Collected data
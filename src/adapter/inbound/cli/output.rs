//! Astral-style CLI output formatting.
//!
//! Consistent terminal output with support for JSON mode (one JSON line per
//! event, for scripting) and quiet mode. Logs go to stderr through
//! `tracing`; everything here goes to stdout except errors.

use std::fmt::Display;
use std::sync::{OnceLock, RwLock};

use owo_colors::{OwoColorize, Stream, Style};
use serde_json::json;

use super::command::ColorChoice;

/// Runtime output configuration shared by CLI handlers.
#[derive(Debug, Clone, Copy, Default)]
pub struct OutputConfig {
    /// Emit machine-readable JSON output instead of human-readable text.
    pub json: bool,
    /// Suppress non-essential output.
    pub quiet: bool,
}

impl OutputConfig {
    #[must_use]
    pub const fn new(json: bool, quiet: bool) -> Self {
        Self { json, quiet }
    }
}

static OUTPUT_CONFIG: OnceLock<RwLock<OutputConfig>> = OnceLock::new();

fn config_cell() -> &'static RwLock<OutputConfig> {
    OUTPUT_CONFIG.get_or_init(|| RwLock::new(OutputConfig::default()))
}

fn read_config() -> OutputConfig {
    match config_cell().read() {
        Ok(config) => *config,
        Err(poisoned) => *poisoned.into_inner(),
    }
}

fn write_config(config: OutputConfig) {
    match config_cell().write() {
        Ok(mut current) => *current = config,
        Err(poisoned) => *poisoned.into_inner() = config,
    }
}

/// Check if regular (non-JSON) output should be suppressed.
fn regular_output_suppressed(config: OutputConfig) -> bool {
    !config.json && config.quiet
}

/// Style `text` when the stream supports color, honoring `--color`.
fn paint(stream: Stream, text: impl Display, style: Style) -> String {
    text.if_supports_color(stream, |t| t.style(style)).to_string()
}

fn out(text: impl Display, style: Style) -> String {
    paint(Stream::Stdout, text, style)
}

/// Emit a JSON line with type and payload structure.
fn emit_json_line(kind: &str, payload: serde_json::Value) {
    println!(
        "{}",
        json!({
            "type": kind,
            "payload": payload,
        })
    );
}

/// Apply output settings from global CLI flags.
pub fn configure(config: OutputConfig) {
    write_config(config);
}

/// Apply the `--color` choice. JSON mode never colors.
pub fn configure_color(choice: ColorChoice, json: bool) {
    match (choice, json) {
        (_, true) | (ColorChoice::Never, _) => owo_colors::set_override(false),
        (ColorChoice::Always, false) => owo_colors::set_override(true),
        (ColorChoice::Auto, false) => owo_colors::unset_override(),
    }
}

#[must_use]
pub fn is_json() -> bool {
    read_config().json
}

/// Print the application header with name and version.
pub fn header(version: &str) {
    let config = read_config();
    if config.json {
        emit_json_line(
            "header",
            json!({
                "app": "marketsync",
                "version": version,
            }),
        );
        return;
    }
    if regular_output_suppressed(config) {
        return;
    }

    println!(
        "{} {}",
        out("marketsync", Style::new().bold()),
        out(version, Style::new().dimmed())
    );
    println!();
}

/// Print a labeled value.
pub fn field(label: &str, value: impl Display) {
    let config = read_config();
    let value = value.to_string();

    if config.json {
        emit_json_line(
            "field",
            json!({
                "label": label,
                "value": value,
            }),
        );
        return;
    }
    if regular_output_suppressed(config) {
        return;
    }

    println!("  {:<16} {}", out(label, Style::new().dimmed()), value);
}

/// Print a success line.
pub fn success(message: &str) {
    let config = read_config();

    if config.json {
        emit_json_line("success", json!({ "message": message }));
        return;
    }
    if regular_output_suppressed(config) {
        return;
    }

    println!("  {} {}", out("✓", Style::new().green()), message);
}

/// Print a warning line. Shown even in quiet mode.
pub fn warning(message: &str) {
    let config = read_config();

    if config.json {
        emit_json_line("warning", json!({ "message": message }));
        return;
    }

    println!("  {} {}", out("⚠", Style::new().yellow()), message);
}

/// Print an error line to stderr.
pub fn error(message: &str) {
    let config = read_config();

    if config.json {
        eprintln!(
            "{}",
            json!({
                "type": "error",
                "payload": { "message": message },
            })
        );
        return;
    }

    let mark = paint(Stream::Stderr, "×", Style::new().red());
    eprintln!("  {mark} {message}");
}

/// Print a section header.
pub fn section(title: &str) {
    let config = read_config();

    if config.json {
        emit_json_line("section", json!({ "title": title }));
        return;
    }
    if regular_output_suppressed(config) {
        return;
    }

    println!();
    println!("{}", out(title, Style::new().bold()));
}

/// Emit a domain event. JSON mode only; text mode renders events itself.
pub fn event(kind: &str, payload: serde_json::Value) {
    if read_config().json {
        emit_json_line(kind, payload);
    }
}

/// Braille spinner animation frames (Astral-style).
const BRAILLE_SPINNER: &[&str] = &["⠋", "⠙", "⠹", "⠸", "⠼", "⠴", "⠦", "⠧", "⠇", "⠏"];

/// Create and start a progress spinner.
///
/// Returns a hidden progress bar in JSON or quiet mode.
pub fn spinner(message: &str) -> indicatif::ProgressBar {
    let config = read_config();
    if config.json || config.quiet {
        let pb = indicatif::ProgressBar::hidden();
        pb.set_message(message.to_string());
        return pb;
    }

    let style = indicatif::ProgressStyle::default_spinner()
        .tick_strings(BRAILLE_SPINNER)
        .template("  {spinner:.cyan} {msg}")
        .unwrap_or_else(|_| indicatif::ProgressStyle::default_spinner());
    let pb = indicatif::ProgressBar::new_spinner();
    pb.set_style(style);
    pb.set_message(message.to_string());
    pb.enable_steady_tick(std::time::Duration::from_millis(80));
    pb
}

/// Finish a spinner with a success checkmark.
pub fn spinner_success(pb: &indicatif::ProgressBar, message: &str) {
    let config = read_config();
    if config.json {
        emit_json_line("spinner_success", json!({ "message": message }));
        pb.finish_and_clear();
        return;
    }
    if config.quiet {
        pb.finish_and_clear();
        return;
    }

    pb.finish_with_message(format!("{} {}", out("✓", Style::new().green()), message));
}

/// Finish a spinner with a failure mark.
pub fn spinner_fail(pb: &indicatif::ProgressBar, message: &str) {
    let config = read_config();
    if config.json {
        emit_json_line("spinner_fail", json!({ "message": message }));
        pb.finish_and_clear();
        return;
    }

    pb.finish_with_message(format!("{} {}", out("×", Style::new().red()), message));
}

/// Format a positive value in green.
pub fn positive(value: impl Display) -> String {
    let value = value.to_string();
    if is_json() {
        return value;
    }
    out(value, Style::new().green())
}

/// Format a negative value in red.
pub fn negative(value: impl Display) -> String {
    let value = value.to_string();
    if is_json() {
        return value;
    }
    out(value, Style::new().red())
}

/// Format a highlighted value in cyan.
pub fn highlight(value: impl Display) -> String {
    let value = value.to_string();
    if is_json() {
        return value;
    }
    out(value, Style::new().cyan())
}

/// `PASS` in green or `FAIL` in red.
pub fn pass_fail(ok: bool) -> String {
    if ok {
        positive("PASS")
    } else {
        negative("FAIL")
    }
}

/// Print a note/hint.
pub fn note(message: &str) {
    let config = read_config();

    if config.json {
        emit_json_line("note", json!({ "message": message }));
        return;
    }
    if regular_output_suppressed(config) {
        return;
    }

    println!("  {}", out(message, Style::new().dimmed()));
}

/// Print a hint with "hint:" prefix (Astral-style).
pub fn hint(message: &str) {
    let config = read_config();

    if config.json {
        emit_json_line("hint", json!({ "message": message }));
        return;
    }
    if regular_output_suppressed(config) {
        return;
    }

    println!(
        "  {}: {}",
        out("hint", Style::new().cyan().dimmed()),
        out(message, Style::new().dimmed())
    );
}

/// Print multiple lines of content, each indented. Text mode only.
pub fn lines(content: &str) {
    let config = read_config();
    if config.json || regular_output_suppressed(config) {
        return;
    }

    for line in content.lines() {
        println!("  {line}");
    }
}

PROBLEM: Write out every line of the data exactly, leaving nothing out.

RESPONSE TO THIS EXERCISE:
filename src/adapter/inbound/cli/output.rs
//! Astral-style CLI output formatting.
//!
//! Consistent terminal output with support for JSON mode (one JSON line per
//! event, for scripting) and quiet mode. Logs go to stderr through
//! `tracing`; everything here goes to stdout except errors.

use std::fmt::Display;
use std::sync::{OnceLock, RwLock};

use owo_colors::{OwoColorize, Stream, Style};
use serde_json::json;

use super::command::ColorChoice;

/// Runtime output configuration shared by CLI handlers.
#[derive(Debug, Clone, Copy, Default)]
pub struct OutputConfig {
    /// Emit machine-readable JSON output instead of human-readable text.
    pub json: bool,
    /// Suppress non-essential output.
    pub quiet: bool,
}

impl OutputConfig {
    #[must_use]
    pub const fn new(json: bool, quiet: bool) -> Self {
        Self { json, quiet }
    }
}

static OUTPUT_CONFIG: OnceLock<RwLock<OutputConfig>> = OnceLock::new();

fn config_cell() -> &'static RwLock<OutputConfig> {
    OUTPUT_CONFIG.get_or_init(|| RwLock::new(OutputConfig::default()))
}

fn read_config() -> OutputConfig {
    match config_cell().read() {
        Ok(config) => *config,
        Err(poisoned) => *poisoned.into_inner(),
    }
}

fn write_config(config: OutputConfig) {
    match config_cell().write() {
        Ok(mut current) => *current = config,
        Err(poisoned) => *poisoned.into_inner() = config,
    }
}

/// Check if regular (non-JSON) output should be suppressed.
fn regular_output_suppressed(config: OutputConfig) -> bool {
    !config.json && config.quiet
}

/// Style `text` when the stream supports color, honoring `--color`.
fn paint(stream: Stream, text: impl Display, style: Style) -> String {
    text.if_supports_color(stream, |t| t.style(style)).to_string()
}

fn out(text: impl Display, style: Style) -> String {
    paint(Stream::Stdout, text, style)
}

/// Emit a JSON line with type and payload structure.
fn emit_json_line(kind: &str, payload: serde_json::Value) {
    println!(
        "{}",
        json!({
            "type": kind,
            "payload": payload,
        })
    );
}

/// Apply output settings from global CLI flags.
pub fn configure(config: OutputConfig) {
    write_config(config);
}

/// Apply the `--color` choice. JSON mode never colors.
pub fn configure_color(choice: ColorChoice, json: bool) {
    match (choice, json) {
        (_, true) | (ColorChoice::Never, _) => owo_colors::set_override(false),
        (ColorChoice::Always, false) => owo_colors::set_override(true),
        (ColorChoice::Auto, false) => owo_colors::unset_override(),
    }
}

#[must_use]
pub fn is_json() -> bool {
    read_config().json
}

/// Print the application header with name and version.
pub fn header(version: &str) {
    let config = read_config();
    if config.json {
        emit_json_line(
            "header",
            json!({
                "app": "marketsync",
                "version": version,
            }),
        );
        return;
    }
    if regular_output_suppressed(config) {
        return;
    }

    println!(
        "{} {}",
        out("marketsync", Style::new().bold()),
        out(version, Style::new().dimmed())
    );
    println!();
}

/// Print a labeled value.
pub fn field(label: &str, value: impl Display) {
    let config = read_config();
    let value = value.to_string();

    if config.json {
        emit_json_line(
            "field",
            json!({
                "label": label,
                "value": value,
            }),
        );
        return;
    }
    if regular_output_suppressed(config) {
        return;
    }

    println!("  {:<16} {}", out(label, Style::new().dimmed()), value);
}

/// Print a success line.
pub fn success(message: &str) {
    let config = read_config();

    if config.json {
        emit_json_line("success", json!({ "message": message }));
        return;
    }
    if regular_output_suppressed(config) {
        return;
    }

    println!("  {} {}", out("✓", Style::new().green()), message);
}

/// Print a warning line. Shown even in quiet mode.
pub fn warning(message: &str) {
    let config = read_config();

    if config.json {
        emit_json_line("warning", json!({ "message": message }));
        return;
    }

    println!("  {} {}", out("⚠", Style::new().yellow()), message);
}

/// Print an error line to stderr.
pub fn error(message: &str) {
    let config = read_config();

    if config.json {
        eprintln!(
            "{}",
            json!({
                "type": "error",
                "payload": { "message": message },
            })
        );
        return;
    }

    let mark = paint(Stream::Stderr, "×", Style::new().red());
    eprintln!("  {mark} {message}");
}

/// Print a section header.
pub fn section(title: &str) {
    let config = read_config();

    if config.json {
        emit_json_line("section", json!({ "title": title }));
        return;
    }
    if regular_output_suppressed(config) {
        return;
    }

    println!();
    println!("{}", out(title, Style::new().bold()));
}

/// Emit a domain event. JSON mode only; text mode renders events itself.
pub fn event(kind: &str, payload: serde_json::Value) {
    if read_config().json {
        emit_json_line(kind, payload);
    }
}

/// Braille spinner animation frames (Astral-style).
const BRAILLE_SPINNER: &[&str] = &["⠋", "⠙", "⠹", "⠸", "⠼", "⠴", "⠦", "⠧", "⠇", "⠏"];

/// Create and start a progress spinner.
///
/// Returns a hidden progress bar in JSON or quiet mode.
pub fn spinner(message: &str) -> indicatif::ProgressBar {
    let config = read_config();
    if config.json || config.quiet {
        let pb = indicatif::ProgressBar::hidden();
        pb.set_message(message.to_string());
        return pb;
    }

    let style = indicatif::ProgressStyle::default_spinner()
        .tick_strings(BRAILLE_SPINNER)
        .template("  {spinner:.cyan} {msg}")
        .unwrap_or_else(|_| indicatif::ProgressStyle::default_spinner());
    let pb = indicatif::ProgressBar::new_spinner();
    pb.set_style(style);
    pb.set_message(message.to_string());
    pb.enable_steady_tick(std::time::Duration::from_millis(80));
    pb
}

/// Finish a spinner with a success checkmark.
pub fn spinner_success(pb: &indicatif::ProgressBar, message: &str) {
    let config = read_config();
    if config.json {
        emit_json_line("spinner_success", json!({ "message": message }));
        pb.finish_and_clear();
        return;
    }
    if config.quiet {
        pb.finish_and_clear();
        return;
    }

    pb.finish_with_message(format!("{} {}", out("✓", Style::new().green()), message));
}

/// Finish a spinner with a failure mark.
pub fn spinner_fail(pb: &indicatif::ProgressBar, message: &str) {
    let config = read_config();
    if config.json {
        emit_json_line("spinner_fail", json!({ "message": message }));
        pb.finish_and_clear();
        return;
    }

    pb.finish_with_message(format!("{} {}", out("×", Style::new().red()), message));
}

/// Format a positive value in green.
pub fn positive(value: impl Display) -> String {
    let value = value.to_string();
    if is_json() {
        return value;
    }
    out(value, Style::new().green())
}

/// Format a negative value in red.
pub fn negative(value: impl Display) -> String {
    let value = value.to_string();
    if is_json() {
        return value;
    }
    out(value, Style::new().red())
}

/// Format a highlighted value in cyan.
pub fn highlight(value: impl Display) -> String {
    let value = value.to_string();
    if is_json() {
        return value;
    }
    out(value, Style::new().cyan())
}

/// `PASS` in green or `FAIL` in red.
pub fn pass_fail(ok: bool) -> String {
    if ok {
        positive("PASS")
    } else {
        negative("FAIL")
    }
}

/// Print a note/hint.
pub fn note(message: &str) {
    let config = read_config();

    if config.json {
        emit_json_line("note", json!({ "message": message }));
        return;
    }
    if regular_output_suppressed(config) {
        return;
    }

    println!("  {}", out(message, Style::new().dimmed()));
}

/// Print a hint with "hint:" prefix (Astral-style).
pub fn hint(message: &str) {
    let config = read_config();

    if config.json {
        emit_json_line("hint", json!({ "message": message }));
        return;
    }
    if regular_output_suppressed(config) {
        return;
    }

    println!(
        "  {}: {}",
        out("hint", Style::new().cyan().dimmed()),
        out(message, Style::new().dimmed())
    );
}

/// Print multiple lines of content, each indented. Text mode only.
pub fn lines(content: &str) {
    let config = read_config();
    if config.json || regular_output_suppressed(config) {
        return;
    }

    for line in content.lines() {
        println!("  {line}");
    }
}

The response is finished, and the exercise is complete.